Several events occurred starting in the early 2000s that accelerated the adoption of PV in general and that of a-Si in particular. First was the spike in fossil fuel costs that increased interest in all PV solutions. With this increased interest, the PV demand exceeded supply. Because crystalline silicon dominated the market, the increased need for silicon combined with the robust demand for silicon in the semiconductor industry caused silicon prices to skyrocket and resulted in a silicon shortage. These high prices spurred companies to invest in capital to expand capacity for a-Si (<2 percent silicon consumption of c-Si) and CdTe-based thin-film PV, as well as accelerated research and development into CIGS and organic PV. Fortunately for a-Si, the renewed interest in PV solutions happened at the same time the industry was transitioning to tandem and multi-junction architectures with much more attractive overall efficiency and reliability than the single-junction designs, which were the dominant products available in the late 1990s and early 2000s.

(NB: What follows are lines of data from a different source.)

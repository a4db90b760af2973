use crate::application::{HxApplication, WeakApplication};
use crate::denotation::ComponentDenotation;
use crate::dispatch::context::AttributeContext;
use crate::dispatch::evaluator::{ServiceEvaluator, Unbinder};
use crate::errors::{error_codes, HxError};
use crate::reason::{Maybe, Reason};
use crate::request::{Evaluable, ServiceRequest};
use crate::types::{BoxFuture, Component};
use async_trait::async_trait;
use std::any::Any;
use std::future::Future;
use std::marker::PhantomData;
use std::sync::Arc;

/// **SERVICE PROCESSOR**
///
/// Handles one request type. Processors are free to suspend; the evaluator
/// imposes no timeout.
#[async_trait]
pub trait ServiceProcessor<R: Evaluable>: Send + Sync + 'static {
    async fn process(&self, context: &AttributeContext, request: Arc<R>) -> Maybe<R::Response>;
}

/// Processor backed by an async closure.
pub struct FnProcessor<F> {
    handler: F,
}

/// Wraps `handler` so it can be bound like any other [`ServiceProcessor`].
pub fn processor_fn<R, F, Fut>(handler: F) -> FnProcessor<F>
where
    R: Evaluable,
    F: Fn(AttributeContext, Arc<R>) -> Fut + Send + Sync + 'static,
    Fut: Future<Output = Maybe<R::Response>> + Send + 'static,
{
    FnProcessor { handler }
}

#[async_trait]
impl<R, F, Fut> ServiceProcessor<R> for FnProcessor<F>
where
    R: Evaluable,
    F: Fn(AttributeContext, Arc<R>) -> Fut + Send + Sync + 'static,
    Fut: Future<Output = Maybe<R::Response>> + Send + 'static,
{
    async fn process(&self, context: &AttributeContext, request: Arc<R>) -> Maybe<R::Response> {
        (self.handler)(context.clone(), request).await
    }
}

/// Response of a type-erased evaluation.
pub type ErasedResponse = Box<dyn Any + Send>;

/// Type-erased processor stored in the evaluator's tables.
pub(crate) trait ErasedProcessor: Send + Sync {
    fn process(
        &self,
        context: AttributeContext,
        request: Arc<dyn ServiceRequest>,
    ) -> BoxFuture<'static, Maybe<ErasedResponse>>;
}

pub(crate) struct TypedProcessor<R, P> {
    processor: Arc<P>,
    _request: PhantomData<fn() -> R>,
}

impl<R, P> TypedProcessor<R, P> {
    pub(crate) fn new(processor: P) -> Self {
        Self {
            processor: Arc::new(processor),
            _request: PhantomData,
        }
    }
}

impl<R, P> ErasedProcessor for TypedProcessor<R, P>
where
    R: Evaluable,
    P: ServiceProcessor<R>,
{
    fn process(
        &self,
        context: AttributeContext,
        request: Arc<dyn ServiceRequest>,
    ) -> BoxFuture<'static, Maybe<ErasedResponse>> {
        let processor = Arc::clone(&self.processor);
        Box::pin(async move {
            let signature = request.type_signature();
            let typed = request.into_any_arc().downcast::<R>().map_err(|_| {
                Reason::failure(format!(
                    "Processor bound for {} received a request of another type",
                    signature
                ))
            })?;
            let response = processor.process(&context, typed).await?;
            Ok(Box::new(response) as ErasedResponse)
        })
    }
}

/// **REQUEST DIALOG**
///
/// A processor that also presents UI and waits for the user. The dialog is a
/// component: the scope tree creates it, the dispatch table drives it.
#[async_trait]
pub trait RequestDialog<R: Evaluable>: Send + Sync {
    async fn show(&self, context: &AttributeContext, request: Arc<R>) -> Maybe<R::Response>;
}

/// Component type under which dialog factories register their instances.
pub type DialogComponent<R> = Box<dyn RequestDialog<R>>;

/// Releases a resolved dialog when dropped, so completion, failure and a
/// dropped evaluation future all end the dialog's life the same way.
struct DialogRelease {
    application: HxApplication,
    component: Component,
}

impl Drop for DialogRelease {
    fn drop(&mut self) {
        if let Err(reason) = self.application.release_component(&self.component) {
            log::warn!("Failed to release dialog component: {}", reason.full_text());
        }
    }
}

pub(crate) struct DialogProcessor {
    application: WeakApplication,
    denotation: Arc<dyn ComponentDenotation>,
    // One dialog of a binding is live at a time.
    turn: tokio::sync::Mutex<()>,
}

#[async_trait]
impl<R: Evaluable> ServiceProcessor<R> for DialogProcessor {
    async fn process(&self, context: &AttributeContext, request: Arc<R>) -> Maybe<R::Response> {
        let application = self.application.upgrade().ok_or_else(|| {
            Reason::failure(format!(
                "Application gone while dispatching {}",
                request.type_signature()
            ))
        })?;
        let _turn = self.turn.lock().await;
        let root = application.root_scope().map_err(HxError::into_reason)?;
        let component = root
            .resolve_component(Arc::clone(&self.denotation))
            .await
            .map_err(HxError::into_reason)?;

        let release = DialogRelease {
            application,
            component: Arc::clone(&component),
        };
        let dialog = component.downcast::<DialogComponent<R>>().map_err(|_| {
            HxError::resolution(
                error_codes::COMPONENT_TYPE_MISMATCH,
                format!(
                    "{} did not resolve to a dialog for {}",
                    self.denotation.type_signature(),
                    request.type_signature()
                ),
            )
            .into_reason()
        })?;

        let outcome = dialog.show(context, request).await;
        drop(release);
        outcome
    }
}

/// **SERVICE PROCESSOR BINDER**
///
/// Binding surface handed to modules. Every binding lands in the
/// application's local evaluator.
#[derive(Clone)]
pub struct ServiceProcessorBinder {
    evaluator: ServiceEvaluator,
    application: WeakApplication,
}

impl ServiceProcessorBinder {
    pub(crate) fn new(evaluator: ServiceEvaluator, application: WeakApplication) -> Self {
        Self {
            evaluator,
            application,
        }
    }

    pub fn bind<R, P>(&self, processor: P) -> Unbinder
    where
        R: Evaluable,
        P: ServiceProcessor<R>,
    {
        self.evaluator.bind::<R, P>(processor)
    }

    pub fn bind_dispatching<R, P>(&self, routing_id: impl Into<String>, processor: P) -> Unbinder
    where
        R: Evaluable,
        P: ServiceProcessor<R>,
    {
        self.evaluator.bind_dispatching::<R, P>(routing_id, processor)
    }

    /// Binds `R` to the dialog component `denotation` resolves to. Each
    /// evaluation gets a fresh dialog, released once it settles or is
    /// dropped. Evaluations of one binding show their dialogs one at a time.
    pub fn bind_dialog<R: Evaluable>(&self, denotation: Arc<dyn ComponentDenotation>) -> Unbinder {
        self.evaluator.bind::<R, DialogProcessor>(DialogProcessor {
            application: self.application.clone(),
            denotation,
            turn: tokio::sync::Mutex::new(()),
        })
    }

    pub fn evaluator(&self) -> &ServiceEvaluator {
        &self.evaluator
    }
}
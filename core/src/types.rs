//! # HYDRUX TYPE DEFINITIONS
//!
//! Shared aliases and the type-erasure helpers the resolver and the evaluator
//! are built on.

use std::any::Any;
use std::future::Future;
use std::pin::Pin;
use std::sync::Arc;

/// Boxed, `Send` future used at recursive and type-erased async seams.
pub type BoxFuture<'a, T> = Pin<Box<dyn Future<Output = T> + Send + 'a>>;

/// A live component instance, type-erased. Its identity is its allocation.
pub type Component = Arc<dyn Any + Send + Sync>;

/// **UPCAST SUPPORT**
///
/// Supertrait of every denotation and request trait, so trait objects can be
/// downcast to their concrete type. Call through a `&dyn Trait` (for example
/// `(*arc).as_any()`), never directly on the `Arc`.
pub trait AsAny: Any + Send + Sync {
    fn as_any(&self) -> &dyn Any;

    fn into_any_arc(self: Arc<Self>) -> Arc<dyn Any + Send + Sync>;
}

impl<T: Any + Send + Sync> AsAny for T {
    fn as_any(&self) -> &dyn Any {
        self
    }

    fn into_any_arc(self: Arc<Self>) -> Arc<dyn Any + Send + Sync> {
        self
    }
}

/// Identity key of a shared allocation, independent of the pointer's metadata.
pub fn identity_key<T: ?Sized>(value: &Arc<T>) -> usize {
    Arc::as_ptr(value) as *const () as usize
}

#[cfg(test)]
mod tests {
    use super::*;

    #[derive(Debug, PartialEq)]
    struct Marker(u32);

    #[test]
    fn test_identity_key_survives_erasure() {
        let typed = Arc::new(Marker(1));
        let erased: Component = typed.clone();
        assert_eq!(identity_key(&typed), identity_key(&erased));

        let back = erased.downcast::<Marker>().unwrap();
        assert!(Arc::ptr_eq(&typed, &back));
    }

    #[test]
    fn test_identity_key_distinguishes_equal_values() {
        let a = Arc::new(Marker(1));
        let b = Arc::new(Marker(1));
        assert_eq!(*a, *b);
        assert_ne!(identity_key(&a), identity_key(&b));
    }
}
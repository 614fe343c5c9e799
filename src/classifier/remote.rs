use async_trait::async_trait;
use reqwest::{Client, header};
use serde::Deserialize;
use std::time::Duration;

use super::{
    Candidate, ClassificationResult, Classifier, ClassifierError, rank_candidates, validate_input,
};

/// Payload shapes accepted from the inference endpoint.
#[derive(Debug, Deserialize)]
#[serde(untagged)]
enum InferenceResponse {
    // [[{"label": "...", "score": 0.95}, ...]]
    Ranked(Vec<Vec<Candidate>>),
    // [{"label": "...", "score": 0.95}, ...]
    Flat(Vec<Candidate>),
    // {"label": "...", "score": 0.95}
    Single(Candidate),
}

impl InferenceResponse {
    fn into_candidates(self) -> Vec<Candidate> {
        match self {
            InferenceResponse::Ranked(lists) => lists.into_iter().next().unwrap_or_default(),
            InferenceResponse::Flat(list) => list,
            InferenceResponse::Single(candidate) => vec![candidate],
        }
    }
}

/// RemoteInferenceClassifier
///
/// Classifies text through a hosted text-classification endpoint
/// (Hugging Face Inference API compatible). One POST per call, no retries.
#[derive(Clone)]
pub struct RemoteInferenceClassifier {
    client: Client,
    api_url: String,
    api_token: Option<String>,
    categories: Vec<String>,
}

impl RemoteInferenceClassifier {
    pub fn new(
        api_url: &str,
        api_token: Option<String>,
        timeout: Duration,
        categories: Vec<String>,
    ) -> Result<Self, ClassifierError> {
        let client = Client::builder()
            .timeout(timeout)
            .build()
            .map_err(|e| ClassifierError::InitializationFailure(e.to_string()))?;

        match &api_token {
            Some(_) => tracing::info!(url = %api_url, "classifier configured to use remote inference API"),
            None => tracing::warn!("HF_API_TOKEN is not set. Classification requests will fail."),
        }

        Ok(Self {
            client,
            api_url: api_url.to_string(),
            api_token,
            categories,
        })
    }
}

#[async_trait]
impl Classifier for RemoteInferenceClassifier {
    async fn classify(&self, text: &str) -> Result<ClassificationResult, ClassifierError> {
        validate_input(text)?;

        let token = self.api_token.as_deref().ok_or_else(|| {
            ClassifierError::ServiceUnavailable("inference API token is not configured".to_string())
        })?;

        tracing::debug!("sending request to inference API");
        let response = self
            .client
            .post(&self.api_url)
            .header(header::AUTHORIZATION, format!("Bearer {}", token))
            .json(&serde_json::json!({ "inputs": text }))
            .send()
            .await
            .map_err(|e| {
                tracing::error!("inference API request failed: {}", e);
                ClassifierError::ServiceUnavailable(e.to_string())
            })?;

        let status = response.status();
        if !status.is_success() {
            tracing::error!(%status, "inference API returned an error status");
            return Err(ClassifierError::ServiceUnavailable(format!(
                "inference API returned {}",
                status
            )));
        }

        let body: serde_json::Value = response.json().await.map_err(|e| {
            tracing::error!("inference API returned a non-JSON body: {}", e);
            ClassifierError::ServiceUnavailable(e.to_string())
        })?;

        let parsed: InferenceResponse = serde_json::from_value(body.clone()).map_err(|_| {
            ClassifierError::UnexpectedResponseShape(format!(
                "unexpected response format from inference API: {}",
                body
            ))
        })?;

        rank_candidates(parsed.into_candidates(), &self.categories)
    }

    fn name(&self) -> &'static str {
        "remote"
    }
}
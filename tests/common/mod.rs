#![allow(dead_code)]

use async_trait::async_trait;
use campus_news::{
    AppState, MockClassifier,
    auth,
    classifier::ClassificationResult,
    config::AppConfig,
    models::{News, NewsPage, NewNews, NewUser, UpdateNewsRequest, User, UserRole},
    repository::{NewsQuery, Repository},
};
use chrono::{Duration, Utc};
use std::sync::{Arc, Mutex};
use uuid::Uuid;

// --- IN-MEMORY REPOSITORY ---

/// Behaves like the Postgres repository closely enough for handler tests:
/// same filters, ordering and counter semantics, no database.
#[derive(Default)]
pub struct InMemoryRepository {
    pub users: Mutex<Vec<User>>,
    pub news: Mutex<Vec<News>>,
}

impl InMemoryRepository {
    pub fn news_by_id(&self, id: Uuid) -> Option<News> {
        self.news.lock().unwrap().iter().find(|n| n.id == id).cloned()
    }
}

#[async_trait]
impl Repository for InMemoryRepository {
    async fn get_user(&self, id: Uuid) -> Option<User> {
        self.users.lock().unwrap().iter().find(|u| u.id == id).cloned()
    }

    async fn get_user_by_email(&self, email: &str) -> Option<User> {
        self.users
            .lock()
            .unwrap()
            .iter()
            .find(|u| u.email == email)
            .cloned()
    }

    async fn create_user(&self, user: NewUser) -> Option<User> {
        let now = Utc::now();
        let created = User {
            id: Uuid::new_v4(),
            email: user.email,
            full_name: user.full_name,
            role: user.role,
            is_active: user.is_active,
            hashed_password: user.hashed_password,
            created_at: Some(now),
            last_login: Some(now),
            preferred_categories: vec![],
            matric_number: user.matric_number,
            department: user.department,
            level: None,
            staff_id: user.staff_id,
        };
        self.users.lock().unwrap().push(created.clone());
        Some(created)
    }

    async fn list_users(&self) -> Vec<User> {
        self.users.lock().unwrap().clone()
    }

    async fn record_login(&self, id: Uuid) -> bool {
        let mut users = self.users.lock().unwrap();
        match users.iter_mut().find(|u| u.id == id) {
            Some(user) => {
                user.last_login = Some(Utc::now());
                true
            }
            None => false,
        }
    }

    async fn set_preferred_categories(&self, id: Uuid, categories: Vec<String>) -> bool {
        let mut users = self.users.lock().unwrap();
        match users.iter_mut().find(|u| u.id == id) {
            Some(user) => {
                user.preferred_categories = categories;
                true
            }
            None => false,
        }
    }

    async fn create_news(&self, news: NewNews) -> Option<News> {
        let created = News {
            id: Uuid::new_v4(),
            title: news.title,
            content: news.content,
            category: Some(news.category),
            source: news.source,
            tags: news.tags,
            image_url: news.image_url,
            created_at: Utc::now(),
            updated_at: None,
            created_by: Some(news.created_by),
            views_count: 0,
            likes_count: 0,
            is_featured: false,
            is_active: true,
            confidence_score: Some(news.confidence_score),
        };
        self.news.lock().unwrap().push(created.clone());
        Some(created)
    }

    async fn get_news(&self, id: Uuid) -> Option<News> {
        self.news_by_id(id)
    }

    async fn update_news(
        &self,
        id: Uuid,
        update: UpdateNewsRequest,
        classification: Option<ClassificationResult>,
    ) -> Option<News> {
        let mut all = self.news.lock().unwrap();
        let news = all.iter_mut().find(|n| n.id == id)?;

        if let Some(title) = update.title {
            news.title = title;
        }
        if let Some(content) = update.content {
            news.content = content;
        }
        if let Some(source) = update.source {
            news.source = Some(source);
        }
        if let Some(tags) = update.tags {
            news.tags = tags;
        }
        if let Some(image_url) = update.image_url {
            news.image_url = Some(image_url);
        }
        if let Some(is_featured) = update.is_featured {
            news.is_featured = is_featured;
        }
        if let Some(is_active) = update.is_active {
            news.is_active = is_active;
        }
        match classification {
            Some(result) => {
                news.category = Some(result.category);
                news.confidence_score = Some(result.confidence);
            }
            None => {
                if let Some(category) = update.category {
                    news.category = Some(category);
                }
            }
        }
        news.updated_at = Some(Utc::now());
        Some(news.clone())
    }

    async fn delete_news(&self, id: Uuid) -> bool {
        let mut all = self.news.lock().unwrap();
        let before = all.len();
        all.retain(|n| n.id != id);
        all.len() < before
    }

    async fn list_news(&self, query: NewsQuery) -> NewsPage {
        let mut matching: Vec<News> = self
            .news
            .lock()
            .unwrap()
            .iter()
            .filter(|n| n.is_active)
            .filter(|n| match &query.category {
                Some(c) => n.category.as_ref() == Some(c),
                None => true,
            })
            .filter(|n| match &query.search {
                Some(s) => {
                    let s = s.to_lowercase();
                    n.title.to_lowercase().contains(&s) || n.content.to_lowercase().contains(&s)
                }
                None => true,
            })
            .cloned()
            .collect();

        matching.sort_by(|a, b| b.created_at.cmp(&a.created_at));
        let total = matching.len() as i64;
        let items = matching
            .into_iter()
            .skip(query.offset() as usize)
            .take(query.limit as usize)
            .collect();

        NewsPage { items, total }
    }

    async fn recommended_news(&self, categories: &[String], limit: i64) -> Vec<News> {
        let mut matching: Vec<News> = self
            .news
            .lock()
            .unwrap()
            .iter()
            .filter(|n| n.is_active)
            .filter(|n| {
                categories.is_empty()
                    || n.category.as_ref().is_some_and(|c| categories.contains(c))
            })
            .cloned()
            .collect();
        matching.sort_by(|a, b| b.created_at.cmp(&a.created_at));
        matching.truncate(limit as usize);
        matching
    }

    async fn increment_views(&self, ids: &[Uuid]) {
        for news in self.news.lock().unwrap().iter_mut() {
            if ids.contains(&news.id) {
                news.views_count += 1;
            }
        }
    }

    async fn like_news(&self, id: Uuid) -> bool {
        let mut all = self.news.lock().unwrap();
        match all.iter_mut().find(|n| n.id == id) {
            Some(news) => {
                news.likes_count += 1;
                true
            }
            None => false,
        }
    }
}

// --- TEST UTILITIES ---

pub fn test_state(repo: Arc<InMemoryRepository>, classifier: MockClassifier) -> AppState {
    AppState {
        repo,
        classifier: Arc::new(classifier),
        config: AppConfig::default(),
    }
}

/// Inserts a user directly, bypassing password hashing.
pub fn seed_user(repo: &InMemoryRepository, role: UserRole) -> User {
    let user = User {
        id: Uuid::new_v4(),
        email: format!("{}-{}@cu.edu.ng", role, Uuid::new_v4().simple()),
        full_name: format!("Test {}", role),
        role,
        is_active: true,
        hashed_password: "not-a-real-hash".to_string(),
        created_at: Some(Utc::now()),
        ..User::default()
    };
    repo.users.lock().unwrap().push(user.clone());
    user
}

/// Inserts an article `age_minutes` old.
pub fn seed_news(
    repo: &InMemoryRepository,
    title: &str,
    category: &str,
    age_minutes: i64,
) -> News {
    let news = News {
        id: Uuid::new_v4(),
        title: title.to_string(),
        content: format!("{} content", title),
        category: Some(category.to_string()),
        created_at: Utc::now() - Duration::minutes(age_minutes),
        is_active: true,
        confidence_score: Some(0.8),
        ..News::default()
    };
    repo.news.lock().unwrap().push(news.clone());
    news
}

pub fn bearer_for(user: &User) -> String {
    let token = auth::create_access_token(user.id, &AppConfig::default()).unwrap();
    format!("Bearer {}", token)
}
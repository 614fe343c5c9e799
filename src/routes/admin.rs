use crate::{AppState, handlers};
use axum::{
    Router,
    routing::{get, post, put},
};

/// Admin Router Module
///
/// News management and user oversight. Each handler rejects non-admin callers
/// with 403 after the auth middleware has resolved the caller.
pub fn admin_routes() -> Router<AppState> {
    Router::new()
        // GET /users
        .route("/users", get(handlers::list_users))
        // POST /news
        // Classifies the content; falls back to "Uncategorized" if the
        // classifier is unavailable.
        .route("/news", post(handlers::create_news))
        // PUT/DELETE /news/{id}
        // Content updates are reclassified and fail with 503 if that is not possible.
        .route(
            "/news/{id}",
            put(handlers::update_news).delete(handlers::delete_news),
        )
}
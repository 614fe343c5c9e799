/// Router Module Index
///
/// Routes are split by the access level they require. Paths may appear in more
/// than one module with different methods (e.g. `GET /news` is public while
/// `POST /news` is admin-only); axum merges them per method.

/// Routes accessible to anonymous clients.
pub mod public;

/// Routes behind the `AuthUser` middleware layer.
pub mod authenticated;

/// Routes restricted to the 'admin' role. Authentication is enforced by the
/// middleware layer, the role check inside each handler.
pub mod admin;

In addition to the demand for alternative energy sources strictly due to cost of fossil fuels, the global warming/climate change movement helped drive demand for PV solutions as they have a zero carbon footprint. Government subsidies for PV solutions (especially in Germany and Spain where such subsidies can be viewed as either jump starting the PV industry or distorting the marketplace, depending on your point of view) have made it economically feasible to build large PV arrays. Amorphous silicon is very competitive for these applications and this has created demand for more capacity.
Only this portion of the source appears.